September is for Slow
Simple Ritual and Recipe for the Season's Change
I have been feeling the season change here in Western Montana.
The days are still warm and sunny, but the nights have a bite. It’s that time of year where I can’t wait to pull out my wool sweaters so I wear them over top of my tank tops and bike shorts, with my earthrunner sandals for a classic native Montanan look.
There has been a confluence of synchronicity around me, bringing the same subject into my awareness again and again, and this subject is the power of slowness, slowing down and the cultivation of blank space within our days.
I tend to be a fast paced person. I identify as a highly functional and on default will typically get a lot done.
Execution is not my weak spot. If anything, I “do” preemptively.
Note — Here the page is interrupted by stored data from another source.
//! # vole-core
//!
//! Shared primitives for the vole fusing JIT compiler.
//!
//! This crate provides:
//! - [`DType`] — element data types (F16, F32, F64, U8, I64, Bool)
//! - [`Device`] — compute device identity (CPU, CUDA ordinal)
//! - [`Shape`] helpers — contiguous strides, dense-non-overlapping check
//! - [`Tensor`] — a concrete dense tensor with strided allocation, the
//!   runtime-side currency of kernel inputs, outputs, and constants
//! - [`Error`] / [`Result`] — the single error type used across the fuser

pub mod device;
pub mod dtype;
pub mod error;
pub mod shape;
pub mod tensor;

pub use device::Device;
pub use dtype::DType;
pub use error::{Error, Result};
pub use shape::{contiguous_strides, dense_non_overlapping, numel};
pub use tensor::{Tensor, TensorData};
// LLVM Pipeline Tests — Horizontal fusion, outer-loop parallelization,
// and vectorization markers
//
// This binary registers an interpreting stand-in under the LLVM codegen
// name, so CPU kernels take the LLVM scheduling path (fuse, parallelize,
// vectorize) while still executing through the IR evaluator. Structure is
// asserted on `scheduled_stmt`; numerics on the call results.

use vole::schedule::{prune_by_grain_size, prune_by_thread_count};
use vole::{register_codegen, CompileConfig, Kernel, LoweringRegistry, Stack, StackValue};
use vole_core::{DType, Device, Result, Tensor};
use vole_expr::{BufferArg, CodeGen, For, SimpleIrEval, Stmt};
use vole_ir::{ConstantValue, GraphBuilder, OpKind, TensorType, ValueType};

fn interpreting_stub(
    stmt: Stmt,
    args: Vec<BufferArg>,
    _device: Device,
    name: String,
) -> Result<Box<dyn CodeGen>> {
    Ok(Box::new(SimpleIrEval::new(stmt, args, name)))
}

fn with_llvm() {
    register_codegen("llvm_codegen", interpreting_stub);
}

fn tensor_ty(sizes: &[i64]) -> ValueType {
    ValueType::Tensor(TensorType::complete(sizes.to_vec(), DType::F32, Device::Cpu))
}

/// x * 2 + 3 over the given shape.
fn chain_graph(sizes: &[i64]) -> vole_ir::Graph {
    let mut g = GraphBuilder::new();
    let x = g.tensor_input("x", sizes, DType::F32, Device::Cpu);
    let two = g.constant("two", ConstantValue::Int(2));
    let three = g.constant("three", ConstantValue::Int(3));
    let scaled = g.node(OpKind::Mul, &[x, two], tensor_ty(sizes), "scaled");
    let shifted = g.node(OpKind::Add, &[scaled, three], tensor_ty(sizes), "shifted");
    g.output(shifted);
    g.build()
}

fn compile(graph: vole_ir::Graph) -> Kernel {
    with_llvm();
    Kernel::new(
        graph,
        "fused_kernel",
        LoweringRegistry::new(),
        vec![],
        false,
        CompileConfig::default(),
    )
    .expect("kernel compilation failed")
}

fn collect_loops(stmt: &Stmt, out: &mut Vec<For>) {
    match stmt {
        Stmt::For(l) => {
            out.push((**l).clone());
            collect_loops(&l.body, out);
        }
        Stmt::Block(stmts) => {
            for s in stmts {
                collect_loops(s, out);
            }
        }
        Stmt::Cond {
            if_true, if_false, ..
        } => {
            collect_loops(if_true, out);
            if let Some(e) = if_false {
                collect_loops(e, out);
            }
        }
        _ => {}
    }
}

fn loops_of(kernel: &Kernel) -> Vec<For> {
    let mut out = Vec::new();
    collect_loops(kernel.scheduled_stmt().expect("no scheduled stmt"), &mut out);
    out
}

fn run_one(kernel: &Kernel, inputs: Vec<StackValue>) -> Tensor {
    let mut stack: Stack = inputs;
    kernel.run(&mut stack).expect("kernel run failed");
    match stack.pop() {
        Some(StackValue::Tensor(t)) => t,
        other => panic!("expected a tensor output, got {:?}", other),
    }
}

// Pruning heuristics

#[test]
fn grain_size_pruning() {
    // [1024]: the whole nest is below the grain.
    let mut trips = vec![Some(1024i64)];
    prune_by_grain_size(&mut trips);
    assert!(trips.is_empty());

    // [2, 16, 1024]: 2*16*1024 lands exactly on the grain boundary, which
    // is still not worth a thread.
    let mut trips = vec![Some(2i64), Some(16), Some(1024)];
    prune_by_grain_size(&mut trips);
    assert!(trips.is_empty());

    // [256, 1024]: 256*1024 clears the grain; the outer loop survives.
    let mut trips = vec![Some(256i64), Some(1024)];
    prune_by_grain_size(&mut trips);
    assert_eq!(trips, vec![Some(256)]);

    // Symbolic extents stop the scan.
    let mut trips = vec![None, Some(8i64)];
    prune_by_grain_size(&mut trips);
    assert_eq!(trips, vec![None]);
}

#[test]
fn thread_count_pruning() {
    let mut trips = vec![Some(256i64), Some(1024)];
    prune_by_thread_count(&mut trips, 8);
    assert_eq!(trips, vec![Some(256)]);

    let mut trips = vec![Some(2i64), Some(4), Some(8)];
    prune_by_thread_count(&mut trips, 8);
    assert_eq!(trips, vec![Some(2), Some(4)]);
}

// Parallelization scenarios

#[test]
fn small_1d_kernel_is_not_parallelized() {
    let kernel = compile(chain_graph(&[1024]));
    let loops = loops_of(&kernel);
    assert!(
        loops.iter().all(|l| !l.options.parallel),
        "1024 elements are below the grain size; no loop may be parallel"
    );
    // The inner loop still gets the vectorization marker.
    assert!(loops.iter().any(|l| l.options.vectorized));

    let input: Vec<f32> = (0..1024).map(|i| i as f32).collect();
    let expected: Vec<f32> = input.iter().map(|x| x * 2.0 + 3.0).collect();
    let out = run_one(
        &kernel,
        vec![StackValue::Tensor(
            Tensor::from_f32(input, &[1024], Device::Cpu).unwrap(),
        )],
    );
    assert_eq!(out.as_f32().unwrap(), expected.as_slice());
}

#[test]
fn grain_boundary_kernel_is_not_parallelized() {
    // 2*16*1024 = 32768 sits exactly on the grain size.
    let kernel = compile(chain_graph(&[2, 16, 1024]));
    let loops = loops_of(&kernel);
    assert!(loops.iter().all(|l| !l.options.parallel));
}

#[test]
fn large_2d_kernel_parallelizes_the_outer_loop() {
    let kernel = compile(chain_graph(&[256, 1024]));
    let loops = loops_of(&kernel);
    let parallel: Vec<&For> = loops.iter().filter(|l| l.options.parallel).collect();
    assert_eq!(parallel.len(), 1, "exactly one parallel loop expected");
    assert_eq!(parallel[0].stop.as_long(), Some(256));

    let input: Vec<f32> = (0..256 * 1024).map(|i| (i % 97) as f32).collect();
    let expected: Vec<f32> = input.iter().map(|x| x * 2.0 + 3.0).collect();
    let out = run_one(
        &kernel,
        vec![StackValue::Tensor(
            Tensor::from_f32(input, &[256, 1024], Device::Cpu).unwrap(),
        )],
    );
    assert_eq!(out.as_f32().unwrap(), expected.as_slice());
}

// Horizontal fusion

#[test]
fn sibling_output_loops_fuse_when_bounds_match() {
    let mut g = GraphBuilder::new();
    let x = g.tensor_input("x", &[8, 16], DType::F32, Device::Cpu);
    let two = g.constant("two", ConstantValue::Int(2));
    let three = g.constant("three", ConstantValue::Int(3));
    let y1 = g.node(OpKind::Mul, &[x, two], tensor_ty(&[8, 16]), "y1");
    let y2 = g.node(OpKind::Add, &[x, three], tensor_ty(&[8, 16]), "y2");
    g.output(y1);
    g.output(y2);
    let kernel = compile(g.build());

    // One fused nest: two loops deep, both stores inside the innermost.
    let loops = loops_of(&kernel);
    assert_eq!(loops.len(), 2, "expected a single two-deep fused nest");

    let input: Vec<f32> = (0..128).map(|i| i as f32).collect();
    let mut stack: Stack = vec![StackValue::Tensor(
        Tensor::from_f32(input.clone(), &[8, 16], Device::Cpu).unwrap(),
    )];
    kernel.run(&mut stack).unwrap();
    assert_eq!(stack.len(), 2);
    let y2 = stack.pop().unwrap();
    let y1 = stack.pop().unwrap();
    let exp1: Vec<f32> = input.iter().map(|x| x * 2.0).collect();
    let exp2: Vec<f32> = input.iter().map(|x| x + 3.0).collect();
    assert_eq!(y1.as_tensor().unwrap().as_f32().unwrap(), exp1.as_slice());
    assert_eq!(y2.as_tensor().unwrap().as_f32().unwrap(), exp2.as_slice());
}

#[test]
fn mismatched_bounds_do_not_fuse() {
    let mut g = GraphBuilder::new();
    let a = g.tensor_input("a", &[8], DType::F32, Device::Cpu);
    let b = g.tensor_input("b", &[16], DType::F32, Device::Cpu);
    let two = g.constant("two", ConstantValue::Int(2));
    let y1 = g.node(OpKind::Mul, &[a, two], tensor_ty(&[8]), "y1");
    let y2 = g.node(OpKind::Mul, &[b, two], tensor_ty(&[16]), "y2");
    g.output(y1);
    g.output(y2);
    let kernel = compile(g.build());

    // Two separate top-level loops with their original bounds.
    let loops = loops_of(&kernel);
    assert_eq!(loops.len(), 2);
    let stops: Vec<Option<i64>> = loops.iter().map(|l| l.stop.as_long()).collect();
    assert!(stops.contains(&Some(8)) && stops.contains(&Some(16)));
}

// Reductions

#[test]
fn reductions_are_neither_parallelized_nor_vectorized() {
    let mut g = GraphBuilder::new();
    let x = g.tensor_input("x", &[512, 1024], DType::F32, Device::Cpu);
    let total = g.node(OpKind::Sum, &[x], tensor_ty(&[]), "total");
    g.output(total);
    let kernel = compile(g.build());

    let loops = loops_of(&kernel);
    assert!(!loops.is_empty());
    assert!(loops.iter().all(|l| !l.options.parallel));
    assert!(loops.iter().all(|l| !l.options.vectorized));

    let input = vec![0.5f32; 512 * 1024];
    let out = run_one(
        &kernel,
        vec![StackValue::Tensor(
            Tensor::from_f32(input, &[512, 1024], Device::Cpu).unwrap(),
        )],
    );
    assert!((out.as_f32().unwrap()[0] - 262144.0).abs() < 1.0);
}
I am definitely someone whoes primarly dysregulated nervous system state is fight aka GO, DO, and FAST.
The summer is such a go and do time. It’s full of activities, social gatherings, tasks, and trips. I’ve had a great summer. It’s been full of really fun, pleasureful experiences. I recently posted on instagram about my“soft girl summer.”
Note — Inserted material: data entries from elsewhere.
// Shape helpers — strides and layout predicates
//
// The fuser's internal IR assumes every tensor is laid out in the default
// contiguous (row-major) order. These helpers define what "default" means
// and classify the stride configurations the output restrider can handle.

/// Number of elements implied by a size vector.
pub fn numel(sizes: &[i64]) -> i64 {
    sizes.iter().product()
}

/// Default contiguous (row-major) strides for the given sizes.
///
/// The last dimension has stride 1, and each earlier dimension's stride is
/// the product of all later sizes. A `[2, 3]` tensor gets strides `[3, 1]`.
pub fn contiguous_strides(sizes: &[i64]) -> Vec<i64> {
    let mut strides = vec![1i64; sizes.len()];
    for i in (0..sizes.len().saturating_sub(1)).rev() {
        strides[i] = strides[i + 1] * sizes[i + 1].max(1);
    }
    strides
}

/// Whether `strides` describe a dense, non-overlapping layout of `sizes`:
/// the element addresses cover exactly `numel` distinct positions under
/// some permutation of the dimensions.
///
/// This is the precondition for the output restrider; strided outputs that
/// are not dense (or that overlap) cannot be matched by permuting element
/// positions in a contiguous buffer.
pub fn dense_non_overlapping(sizes: &[i64], strides: &[i64]) -> bool {
    if sizes.len() != strides.len() {
        return false;
    }
    if sizes.iter().any(|&s| s == 0) {
        // Empty tensors are trivially dense.
        return true;
    }
    // Order dimensions by stride descending (stable, so equal strides keep
    // their original relative order), then require the strides to telescope
    // like contiguous strides of the permuted sizes.
    let mut order: Vec<usize> = (0..sizes.len()).collect();
    order.sort_by(|&a, &b| strides[b].cmp(&strides[a]));
    let mut expected = 1i64;
    for &idx in order.iter().rev() {
        if strides[idx] != expected {
            return false;
        }
        expected *= sizes[idx];
    }
    true
}

#[cfg(test)]
mod tests {
    use super::*;

    #[test]
    fn contiguous_strides_row_major() {
        assert_eq!(contiguous_strides(&[2, 3]), vec![3, 1]);
        assert_eq!(contiguous_strides(&[4, 4]), vec![4, 1]);
        assert_eq!(contiguous_strides(&[2, 16, 1024]), vec![16384, 1024, 1]);
        assert_eq!(contiguous_strides(&[]), Vec::<i64>::new());
    }

    #[test]
    fn dense_layouts() {
        // Contiguous is dense.
        assert!(dense_non_overlapping(&[2, 3], &[3, 1]));
        // Transposed is dense too, just permuted.
        assert!(dense_non_overlapping(&[2, 3], &[1, 2]));
        // Overlapping strides are not.
        assert!(!dense_non_overlapping(&[2, 3], &[1, 1]));
        // Gappy strides are not.
        assert!(!dense_non_overlapping(&[2, 3], &[6, 2]));
    }
}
However, the later part of August, I kept finding myself searching for stimulation. I found myself resisting quiet stillness. I felt that familiar overstimulation feeling I have come to know as low level dysregulation. Kind of like my system gets jammed in overdrive. I need to stop, but I just can’t.
I’ll listen to an audiobook while I workout. I find myself looking at my phone if there is even 2 minutes of downtime. Whenever I get a text or email message I feel I NEED to answer it, NOW. I find myself doing things like cooking, folding laundry, sweeping, and trying to engage with my kids, all at the same time.
My system starts to search for stuff I need to do and take care of, urgently. It feels like getting the mail or remembering what to add to the grocery list are matters of life and death.
As we move into Autumn, the natural world around us is starting to slow down. I see it on my land and I feel it in my body.
We get back to our routines.
We crave the grounding of structure and sameness.
There is a call towards releasing and shedding.
I have been really in a process of tightening up our home life and making sure everything has a place; energetically and physically.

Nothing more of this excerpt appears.